2003 And Beyond

Highly cynical and speculative article on how Microsoft plans to make its customers' lives a living hell.

Microsoft simply cannot allow inroads on Office's market share, yet the high and increasing cost of office, especially in view of License 6 has many businesses looking very hard at Sun Microsystems' low cost StarOffice and its “no cost” sibling, OpenOffice. Both run on Windows and Linux, and OpenOffice is being ported to Apple Macintosh. Both have excellent compatibility with Microsoft Office files, and native integration with XML.

Microsoft is also having a very hard time getting users to upgrade to the latest Office versions. Office 97 has long been replaced by Office 2000, which in turn has been replaced by Office XP, yet a huge number of Office users are still on Office 97 and show no signs of upgrading.

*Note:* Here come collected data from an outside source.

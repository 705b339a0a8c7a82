//! Admission decisions at the service boundary.

use std::sync::Arc;

use tracing::{debug, warn};

use crate::config::FailurePolicy;
use crate::error::{RateWindowError, Result};
use crate::ratelimit::{KeyedLimiter, Limiter};

/// Outcome of a successful rate limit evaluation.
#[derive(Debug, Clone, Copy, PartialEq, Eq)]
pub enum Decision {
    /// The request was admitted and counted
    Admitted,
    /// The subject is over capacity; nothing was counted
    Throttled,
}

/// What the boundary does with a request once the failure policy is applied.
#[derive(Debug)]
pub enum Admission {
    /// Serve the request
    Admit,
    /// Reject with a rate-limit-exceeded signal
    Throttle,
    /// The limiter failed and the policy is to reject
    Unavailable(RateWindowError),
}

/// Checks subjects against their limiters and records admitted requests.
pub struct AdmissionGate {
    limiters: Arc<KeyedLimiter>,
    policy: FailurePolicy,
}

impl AdmissionGate {
    /// Create a gate over `limiters` that handles limiter errors per `policy`.
    pub fn new(limiters: Arc<KeyedLimiter>, policy: FailurePolicy) -> Self {
        Self { limiters, policy }
    }

    /// The failure policy in effect.
    pub fn policy(&self) -> FailurePolicy {
        self.policy
    }

    /// The per-subject limiters behind this gate.
    pub fn limiters(&self) -> &Arc<KeyedLimiter> {
        &self.limiters
    }

    /// Evaluate one request from `subject`, counting it if admitted.
    ///
    /// Limiter errors are returned unchanged.
    pub async fn check(&self, subject: &str) -> Result<Decision> {
        let limiter = self.limiters.limiter_for(subject)?;

        if limiter.is_ratelimit_exceeded().await? {
            debug!(subject = %subject, "Request throttled");
            return Ok(Decision::Throttled);
        }

        limiter.incr_request_count().await?;
        Ok(Decision::Admitted)
    }

    /// Evaluate one request from `subject` and apply the failure policy.
    pub async fn admit(&self, subject: &str) -> Admission {
        match self.check(subject).await {
            Ok(Decision::Admitted) => Admission::Admit,
            Ok(Decision::Throttled) => Admission::Throttle,
            Err(e) => match self.policy {
                FailurePolicy::FailOpen => {
                    warn!(subject = %subject, error = %e, "Limiter failed, admitting request");
                    Admission::Admit
                }
                FailurePolicy::FailClosed => {
                    warn!(subject = %subject, error = %e, "Limiter failed, rejecting request");
                    Admission::Unavailable(e)
                }
            },
        }
    }
}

Microsoft's answer to both these problems is Office 2003 (formerly named Office 11), currently in beta release and scheduled for final release in mid 2003. Office 2003 features a degree of tight integration with other Microsoft products that is impossible for other software vendors to achieve. It is also a degree of tightness Microsoft's customers will find nearly impossible to escape once committed. These features will be required by .NET and other Microsoft initiatives.

Office 2003 and Windows Sever 2003 will include a Rights Management Services feature for document security. If Microsoft can convince businesses to use this feature, Office 2003 documents will be completely unreadable by OpenOffice / StarOffice, WordPerfect Office, Lotus, and by all older versions of Microsoft Office, forcing a total upgrade of Windows, Office and the computers it runs on.

Office 2003 will not run on Windows 95, 98, 98SE or Me. Microsoft is very clear that it will run only on Windows XP and Windows 2000 with SP3 applied. Currently over 60% of Microsoft's business customers are still running Windows 95/98, and would have to purchase all new computers for an XP upgrade – new computers soon to be obsoleted by Longhorn and Paladium.

Note that applying SP3 for Windows 2000 requires you to accept a license that allows Microsoft to enter your computer systems, examine their contents and make changes without your knowledge or permission. Some companies are refusing to apply SP3 even though it includes important security patches. The Windows XP license also includes these terms.